「地頭」を鍛えたいと思っても、今さら変えられないものと思われがちだ。だが、多くの社員を育成してきた東証プライム上場社長の木下勝寿氏は新刊『地頭スイッチ』で、「地頭はセンスではない。スイッチの押し方さえわかれば変えられる。AI時代になればなるほど『地頭』が重要になる」という。ライター小川晶子氏がレポートする「上司から評価される人と評価されない人の差」とは? (構成/ダイヤモンド社・寺田庸二)

「上司の指示通りにやったのに……」評価されない人の特徴・ワースト1Photo: Adobe Stock

やってしまった「恐怖の大失敗」

いまでも夢でうなされる失敗がある。
商社に勤めていた頃、「5000名の顧客にセールのハガキを出す」という仕事を任された。

顧客データを見て、最近の来場実績、購買実績に基づき、「お得意様」に対してハガキを出すべきところである。

しかし、「とにかく5000名にハガキを出せばいい」と考えた私は、グループ分けされたリストの数をうまく組み合わせて5000になるようにした。
その結果、恐ろしいことが起きた。
セール会場が閑散としてしまったのだ。私も応援に行っていたのだが、ヒマだった。
セールを心待ちにしているお得意様にハガキを出さず、ただリストに載っているだけの人ばかりにハガキを出してしまったらしい。
完全に私のミスで大きな損失を出してしまった。
思い出すと恐怖で震える。
「ごめんなさい、ごめんなさい、ごめんなさい……!」ブルブル。

課題の「真の目的」を把握せよ

こんなありえないようなミスがどうして起こるのだろうか。

ベストセラー著者でカリスマ経営者の木下勝寿氏による『地頭スイッチ』にズバリ書かれている。

課題の「真の目的」を正しく把握していないからです。
――『地頭スイッチ』より

本書で「よくある例」として示しているのが、「ダイエット食品の無料サンプル申込者数を最大化する」という仕事に対し、単に「無料サンプル申込者が増えればいい」と考えて「無料」を大きく打ち出してしまうというもの。
無料だからもらっておこうという人が増えれば、購入につながる率が下がる。
本来は商品を継続的に購入してくれる顧客を獲得すべきであり、それが「真の目的」だ。
「真の目的」を正しく把握せず、「与えられた課題はちゃんとこなしました」と言っても評価されるはずがないという話である。

まさに過去の私がやってしまったことだ。

「真の目的」からズレてしまう理由

本書では、単に「真の目的を考えなさい」と言うのではなく、こうしたズレが起きる原因を詳しく掘り下げて解説している。

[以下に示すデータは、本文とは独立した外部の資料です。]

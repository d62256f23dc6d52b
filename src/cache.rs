//! Compiled mask cache keyed by role-set fingerprint

use std::collections::HashMap;
use std::sync::atomic::{AtomicU64, Ordering};
use std::sync::{Arc, RwLock};

use sha2::{Digest, Sha256};

use crate::mask::CompiledMask;
use crate::role::RoleId;

pub type Fingerprint = [u8; 32];

/// SHA-256 over the ordered role ids
pub fn fingerprint(roles: &[RoleId]) -> Fingerprint {
    let mut h = Sha256::new();
    for id in roles {
        h.update(id.to_be_bytes());
    }
    h.finalize().into()
}

struct Entry {
    mask: Arc<CompiledMask>,
    /// Every role the mask was read from, ancestors included
    deps: Vec<RoleId>,
}

pub struct MaskCache {
    enabled: bool,
    capacity: usize,
    entries: RwLock<HashMap<Fingerprint, Entry>>,
    /// Bumped on every invalidation; inserts computed before a bump are dropped
    generation: AtomicU64,
}

impl MaskCache {
    pub fn new(enabled: bool, capacity: usize) -> Self {
        MaskCache {
            enabled,
            capacity: capacity.max(1),
            entries: RwLock::new(HashMap::new()),
            generation: AtomicU64::new(0),
        }
    }

    #[inline]
    pub fn is_enabled(&self) -> bool {
        self.enabled
    }

    #[inline]
    pub fn generation(&self) -> u64 {
        self.generation.load(Ordering::Acquire)
    }

    pub fn get(&self, fp: &Fingerprint) -> Option<Arc<CompiledMask>> {
        if !self.enabled {
            return None;
        }
        let entries = self.entries.read().unwrap_or_else(|p| p.into_inner());
        entries.get(fp).map(|e| e.mask.clone())
    }

    /// Store a mask compiled from a snapshot taken at `generation`
    pub fn insert(&self, fp: Fingerprint, mask: Arc<CompiledMask>, deps: Vec<RoleId>, generation: u64) {
        if !self.enabled {
            return;
        }
        let mut entries = self.entries.write().unwrap_or_else(|p| p.into_inner());
        if self.generation() != generation {
            return;
        }
        if entries.len() >= self.capacity && !entries.contains_key(&fp) {
            tracing::debug!(capacity = self.capacity, "mask cache full, clearing");
            entries.clear();
        }
        entries.insert(fp, Entry { mask, deps });
    }

    /// Drop every entry that read from any of `roles`. Returns how many.
    pub fn invalidate(&self, roles: &[RoleId]) -> usize {
        let mut entries = self.entries.write().unwrap_or_else(|p| p.into_inner());
        self.generation.fetch_add(1, Ordering::AcqRel);
        let before = entries.len();
        entries.retain(|_, e| !e.deps.iter().any(|d| roles.contains(d)));
        before - entries.len()
    }

    pub fn clear(&self) {
        let mut entries = self.entries.write().unwrap_or_else(|p| p.into_inner());
        self.generation.fetch_add(1, Ordering::AcqRel);
        entries.clear();
    }

    pub fn len(&self) -> usize {
        self.entries.read().unwrap_or_else(|p| p.into_inner()).len()
    }

    pub fn is_empty(&self) -> bool {
        self.len() == 0
    }
}

#[cfg(test)]
mod tests {
    use super::*;
    use crate::permission::Registry;

    fn mask() -> Arc<CompiledMask> {
        Arc::new(CompiledMask::deny_all(Arc::new(Registry::with_defaults())))
    }

    #[test]
    fn fingerprint_depends_on_order_and_members() {
        assert_eq!(fingerprint(&[3, 1]), fingerprint(&[3, 1]));
        assert_ne!(fingerprint(&[3, 1]), fingerprint(&[1, 3]));
        assert_ne!(fingerprint(&[3, 1]), fingerprint(&[3]));
    }

    #[test]
    fn invalidate_drops_dependents_only() {
        let c = MaskCache::new(true, 16);
        let g = c.generation();
        c.insert(fingerprint(&[10, 1]), mask(), vec![10, 4, 1], g);
        c.insert(fingerprint(&[7, 1]), mask(), vec![7, 1], g);
        assert_eq!(c.len(), 2);
        assert_eq!(c.invalidate(&[4]), 1);
        assert!(c.get(&fingerprint(&[10, 1])).is_none());
        assert!(c.get(&fingerprint(&[7, 1])).is_some());
    }

    #[test]
    fn stale_insert_is_dropped() {
        let c = MaskCache::new(true, 16);
        let g = c.generation();
        c.invalidate(&[1]);
        c.insert(fingerprint(&[1]), mask(), vec![1], g);
        assert!(c.is_empty());
    }

    #[test]
    fn disabled_cache_stores_nothing() {
        let c = MaskCache::new(false, 16);
        c.insert(fingerprint(&[1]), mask(), vec![1], c.generation());
        assert!(c.get(&fingerprint(&[1])).is_none());
        assert!(c.is_empty());
    }

    #[test]
    fn capacity_bound_clears() {
        let c = MaskCache::new(true, 2);
        let g = c.generation();
        for i in 0..3u64 {
            c.insert(fingerprint(&[i]), mask(), vec![i], g);
        }
        assert_eq!(c.len(), 1);
        assert!(c.get(&fingerprint(&[2])).is_some());
    }
}
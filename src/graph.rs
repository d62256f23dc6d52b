//! Inheritance arena: roles indexed by id, `inherit_id` resolved to an
//! arena index, overrides keyed by permission id.

use std::collections::HashMap;

use heed::RoTxn;

use crate::constants::MAX_INHERITANCE_DEPTH;
use crate::db::Dbs;
use crate::error::Result;
use crate::permission::{PermissionId, Registry};
use crate::read::{load_role, override_rows};
use crate::role::{Role, RoleId};

#[derive(Debug, Clone)]
pub struct RoleNode {
    pub role: Role,
    /// Arena index of `role.inherit_id`, if that role is loaded
    pub parent: Option<usize>,
    pub overrides: HashMap<PermissionId, bool>,
}

/// Snapshot of the roles needed for one compilation
#[derive(Debug, Clone, Default)]
pub struct RoleGraph {
    nodes: Vec<RoleNode>,
    index: HashMap<RoleId, usize>,
}

impl RoleGraph {
    pub fn new() -> Self {
        Self::default()
    }

    /// Add (or replace) a role with its direct overrides. Parent links are
    /// resolved by [`RoleGraph::link`].
    pub fn insert(&mut self, role: Role, overrides: impl IntoIterator<Item = (PermissionId, bool)>) -> usize {
        let node = RoleNode { role, parent: None, overrides: overrides.into_iter().collect() };
        match self.index.get(&node.role.id) {
            Some(&i) => {
                self.nodes[i] = node;
                i
            }
            None => {
                let i = self.nodes.len();
                self.index.insert(node.role.id, i);
                self.nodes.push(node);
                i
            }
        }
    }

    /// Same as [`RoleGraph::insert`] with keys resolved through `registry`
    pub fn insert_keyed(&mut self, registry: &Registry, role: Role, overrides: &[(&str, bool)]) -> Result<usize> {
        let mut o = Vec::with_capacity(overrides.len());
        for (k, v) in overrides {
            o.push((registry.id(k)?, *v));
        }
        Ok(self.insert(role, o))
    }

    /// Resolve every `inherit_id` to an arena index. Unloaded parents stay
    /// `None`, which reads as "no opinion".
    pub fn link(&mut self) {
        for i in 0..self.nodes.len() {
            self.nodes[i].parent = self.nodes[i].role.inherit_id.and_then(|p| self.index.get(&p).copied());
        }
    }

    /// Load `roots` and their inheritance chains from one read transaction.
    /// Overrides naming unregistered permissions are ignored.
    pub(crate) fn load(d: &Dbs, tx: &RoTxn, registry: &Registry, roots: &[RoleId]) -> Result<Self> {
        let mut g = RoleGraph::new();
        for &root in roots {
            let mut cur = Some(root);
            // one node past the bound, so `chain` can tell an over-deep
            // chain from one that ends
            for _ in 0..MAX_INHERITANCE_DEPTH + 2 {
                let Some(id) = cur else { break };
                if g.index.contains_key(&id) {
                    break;
                }
                let Some(role) = load_role(d, tx, id)? else {
                    tracing::warn!(role = id, "inheritance points at a missing role");
                    break;
                };
                let overrides: Vec<(PermissionId, bool)> = override_rows(d, tx, id)?
                    .into_iter()
                    .filter_map(|(k, v)| registry.id(&k).ok().map(|p| (p, v)))
                    .collect();
                cur = role.inherit_id;
                g.insert(role, overrides);
            }
        }
        g.link();
        Ok(g)
    }

    #[inline]
    pub fn index_of(&self, id: RoleId) -> Option<usize> {
        self.index.get(&id).copied()
    }

    #[inline]
    pub fn node(&self, i: usize) -> &RoleNode {
        &self.nodes[i]
    }

    pub fn len(&self) -> usize {
        self.nodes.len()
    }

    pub fn is_empty(&self) -> bool {
        self.nodes.is_empty()
    }

    /// Arena indices from `i` up its chain, at most
    /// `MAX_INHERITANCE_DEPTH` links. `None` if the chain does not end
    /// in time (cyclic or too deep).
    pub fn chain(&self, i: usize) -> Option<Vec<usize>> {
        let mut out = vec![i];
        let mut cur = self.nodes[i].parent;
        while let Some(p) = cur {
            if out.len() > MAX_INHERITANCE_DEPTH {
                tracing::warn!(role = self.nodes[i].role.id, "inheritance chain does not terminate");
                return None;
            }
            out.push(p);
            cur = self.nodes[p].parent;
        }
        Some(out)
    }

    /// Every role id the resolution of `id` reads from
    pub fn dependencies(&self, id: RoleId) -> Vec<RoleId> {
        let Some(i) = self.index_of(id) else { return vec![id] };
        let mut out = vec![id];
        let mut cur = self.nodes[i].parent;
        while let Some(p) = cur {
            let pid = self.nodes[p].role.id;
            if out.contains(&pid) {
                break;
            }
            out.push(pid);
            cur = self.nodes[p].parent;
        }
        out
    }

    /// Effective value of one permission for the role at `i`: its own
    /// override, else its parent's, transitively
    pub fn effective(&self, i: usize, p: PermissionId) -> Option<bool> {
        self.chain(i)?
            .into_iter()
            .find_map(|n| self.nodes[n].overrides.get(&p).copied())
    }

    /// Effective values for every permission below `width`
    pub fn flatten(&self, i: usize, width: usize) -> Vec<Option<bool>> {
        let mut out = vec![None; width];
        let Some(chain) = self.chain(i) else { return out };
        for n in chain {
            for (p, v) in &self.nodes[n].overrides {
                if let Some(slot) = out.get_mut(p.index()) {
                    if slot.is_none() {
                        *slot = Some(*v);
                    }
                }
            }
        }
        out
    }
}

#[cfg(test)]
mod tests {
    use super::*;
    use crate::role::RoleSpec;

    fn role(id: RoleId, weight: i64, parent: Option<RoleId>) -> Role {
        let mut spec = RoleSpec::new(&format!("r{}", id), weight);
        spec.inherit_id = parent;
        spec.into_role(id)
    }

    #[test]
    fn child_defers_to_parent() {
        let mut g = RoleGraph::new();
        let p = PermissionId(0);
        g.insert(role(1, 10, None), [(p, false)]);
        let c = g.insert(role(2, 20, Some(1)), []);
        g.link();
        assert_eq!(g.effective(c, p), Some(false));
        assert_eq!(g.effective(c, PermissionId(1)), None);
    }

    #[test]
    fn own_override_shadows_parent() {
        let mut g = RoleGraph::new();
        let p = PermissionId(0);
        g.insert(role(1, 10, None), [(p, false)]);
        let c = g.insert(role(2, 20, Some(1)), [(p, true)]);
        g.link();
        assert_eq!(g.effective(c, p), Some(true));
        assert_eq!(g.flatten(c, 2), vec![Some(true), None]);
    }

    #[test]
    fn cycle_reads_as_no_opinion() {
        let mut g = RoleGraph::new();
        let p = PermissionId(0);
        let a = g.insert(role(1, 10, Some(2)), []);
        g.insert(role(2, 10, Some(1)), [(p, true)]);
        g.link();
        assert_eq!(g.chain(a), None);
        assert_eq!(g.effective(a, p), None);
        assert_eq!(g.flatten(a, 1), vec![None]);
    }

    #[test]
    fn chain_bound_is_ten_links() {
        let p = PermissionId(0);
        let build = |links: u64| {
            let mut g = RoleGraph::new();
            g.insert(role(1, 1, None), [(p, true)]);
            for id in 2..=links + 1 {
                g.insert(role(id, 1, Some(id - 1)), []);
            }
            g.link();
            g
        };
        let ok = build(MAX_INHERITANCE_DEPTH as u64);
        let leaf = ok.index_of(MAX_INHERITANCE_DEPTH as u64 + 1).unwrap();
        assert_eq!(ok.effective(leaf, p), Some(true));

        let deep = build(MAX_INHERITANCE_DEPTH as u64 + 1);
        let leaf = deep.index_of(MAX_INHERITANCE_DEPTH as u64 + 2).unwrap();
        assert_eq!(deep.chain(leaf), None);
        assert_eq!(deep.effective(leaf, p), None);
    }

    #[test]
    fn missing_parent_is_no_opinion() {
        let mut g = RoleGraph::new();
        let c = g.insert(role(2, 20, Some(99)), []);
        g.link();
        assert_eq!(g.node(c).parent, None);
        assert_eq!(g.effective(c, PermissionId(0)), None);
    }

    #[test]
    fn dependencies_follow_chain() {
        let mut g = RoleGraph::new();
        g.insert(role(1, 10, None), []);
        g.insert(role(2, 20, Some(1)), []);
        g.insert(role(3, 30, Some(2)), []);
        g.link();
        assert_eq!(g.dependencies(3), vec![3, 2, 1]);
        assert_eq!(g.dependencies(42), vec![42]);
    }
}
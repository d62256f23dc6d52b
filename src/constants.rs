//! System role catalog and fixed weights

use crate::role::RoleId;

/// Maximum inheritance chain depth (prevents infinite loops)
pub const MAX_INHERITANCE_DEPTH: usize = 10;

/// Weight added to OWNER for the per-board owner role
pub const BOARD_OWNER_WEIGHT_OFFSET: i64 = 5;

/// Authority weight of an actor that may manage nothing
pub const NO_AUTHORITY: i64 = -1;

/// First id handed out to non-system roles
pub const FIRST_CUSTOM_ROLE_ID: RoleId = 9;

/// The eight seeded roles. Ids and weights never change.
#[derive(Debug, Clone, Copy, PartialEq, Eq, Hash)]
pub enum SystemRole {
    Anonymous,
    Admin,
    Moderator,
    Owner,
    Janitor,
    Unaccountable,
    Registered,
    Absolute,
}

impl SystemRole {
    pub const ALL: [SystemRole; 8] = [
        SystemRole::Anonymous,
        SystemRole::Admin,
        SystemRole::Moderator,
        SystemRole::Owner,
        SystemRole::Janitor,
        SystemRole::Unaccountable,
        SystemRole::Registered,
        SystemRole::Absolute,
    ];

    #[inline]
    pub const fn id(self) -> RoleId {
        match self {
            SystemRole::Anonymous => 1,
            SystemRole::Admin => 2,
            SystemRole::Moderator => 3,
            SystemRole::Owner => 4,
            SystemRole::Janitor => 5,
            SystemRole::Unaccountable => 6,
            SystemRole::Registered => 7,
            SystemRole::Absolute => 8,
        }
    }

    #[inline]
    pub const fn weight(self) -> i64 {
        match self {
            SystemRole::Anonymous => 0,
            SystemRole::Admin => 100,
            SystemRole::Moderator => 80,
            SystemRole::Owner => 60,
            SystemRole::Janitor => 40,
            SystemRole::Unaccountable => 20,
            SystemRole::Registered => 30,
            SystemRole::Absolute => 1000,
        }
    }

    /// Group name stored in `Role::role`
    pub const fn role(self) -> &'static str {
        match self {
            SystemRole::Anonymous => "anonymous",
            SystemRole::Admin => "admin",
            SystemRole::Moderator => "moderator",
            SystemRole::Owner => "owner",
            SystemRole::Janitor => "janitor",
            SystemRole::Unaccountable => "unaccountable",
            SystemRole::Registered => "registered",
            SystemRole::Absolute => "absolute",
        }
    }

    /// Display key stored in `Role::name`
    pub fn name(self) -> String {
        format!("user.role.{}", self.role())
    }

    pub fn from_id(id: RoleId) -> Option<SystemRole> {
        SystemRole::ALL.iter().copied().find(|r| r.id() == id)
    }

    /// Default overrides seeded for this role: (permission key, allow)
    pub fn default_overrides(self) -> &'static [(&'static str, bool)] {
        match self {
            SystemRole::Anonymous => ANONYMOUS_DEFAULTS,
            SystemRole::Admin => ADMIN_DEFAULTS,
            SystemRole::Moderator => MODERATOR_DEFAULTS,
            SystemRole::Owner => OWNER_DEFAULTS,
            SystemRole::Janitor => JANITOR_DEFAULTS,
            SystemRole::Unaccountable => UNACCOUNTABLE_DEFAULTS,
            SystemRole::Registered => REGISTERED_DEFAULTS,
            SystemRole::Absolute => &[],
        }
    }
}

const ANONYMOUS_DEFAULTS: &[(&str, bool)] = &[
    ("board.post.create.thread", true),
    ("board.post.create.reply", true),
    ("board.post.delete.self", true),
    ("board.post.report", true),
    ("board.image.upload.new", true),
    ("board.image.upload.old", true),
    ("board.image.delete.self", true),
    ("site.post.report", true),
    ("site.user.create", true),
];

const UNACCOUNTABLE_DEFAULTS: &[(&str, bool)] = &[
    ("board.image.upload.new", false),
    ("site.user.create", false),
];

const REGISTERED_DEFAULTS: &[(&str, bool)] = &[
    ("board.create", true),
    ("site.pm", true),
];

const JANITOR_DEFAULTS: &[(&str, bool)] = &[
    ("board.post.delete.other", true),
    ("board.image.delete.other", true),
    ("board.image.spoiler.other", true),
    ("board.post.nocaptcha", true),
    ("board.user.ban.reason", true),
    ("board.user.ban.free", false),
    ("board.logs", true),
];

const OWNER_DEFAULTS: &[(&str, bool)] = &[
    ("board.config", true),
    ("board.user.role", true),
    ("board.user.ban.free", true),
    ("board.user.unban", true),
    ("board.post.sticky", true),
    ("board.post.lock", true),
    ("board.post.bumplock", true),
    ("board.post.edit.other", true),
];

const MODERATOR_DEFAULTS: &[(&str, bool)] = &[
    ("board.post.delete.other", true),
    ("board.post.sticky", true),
    ("board.post.lock", true),
    ("board.post.bumplock", true),
    ("board.user.ban.free", true),
    ("board.user.ban.reason", true),
    ("board.user.unban", true),
    ("board.images.ban", true),
    ("site.image.ban", true),
    ("sys.logs", true),
];

const ADMIN_DEFAULTS: &[(&str, bool)] = &[
    ("sys.boards", true),
    ("sys.cache", true),
    ("sys.config", true),
    ("sys.logs", true),
    ("sys.payments", true),
    ("sys.permissions", true),
    ("sys.roles", true),
    ("sys.tools", true),
    ("sys.users", true),
    ("board.config", true),
    ("board.delete.other", true),
    ("board.reassign", true),
    ("site.board.view_unindexed", true),
    ("site.user.merge", true),
];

上司が示す「サンプル申込者数の最大化」という指示の真の目的は「売上を増やす」ことだ。
だからといって「売上が伸びるなら、サンプル申込者数は少なくてもいいよ」と伝えると、部下の行動量は減ってしまう。
部下は「購入意欲の高い客に集中すれば、件数は少なくても評価される」と考えるからだ。そして結局、成果が出ない……というのは十分ありうる。

仕事には「質」と「量」という両面があります。
しかし、「質」の結果は見える化しにくいため、間違っていてもわかりません。
よって計測可能な「量」で指示するのです。(中略)
上司は「売上を増やす」という真の目的のためにわかりやすい手前の目標を設定し、部下は手前の目標を達成することだけに集中して真の目的を見失う。このすれ違いこそ、目的や目標を互いに把握できていない悲劇。まさに「木」を見て「森」を見ずの状態です。
――『地頭スイッチ』より

こうした構造があることを理解して、常に「真の目的」を意識しながら動ける人が評価されるのである。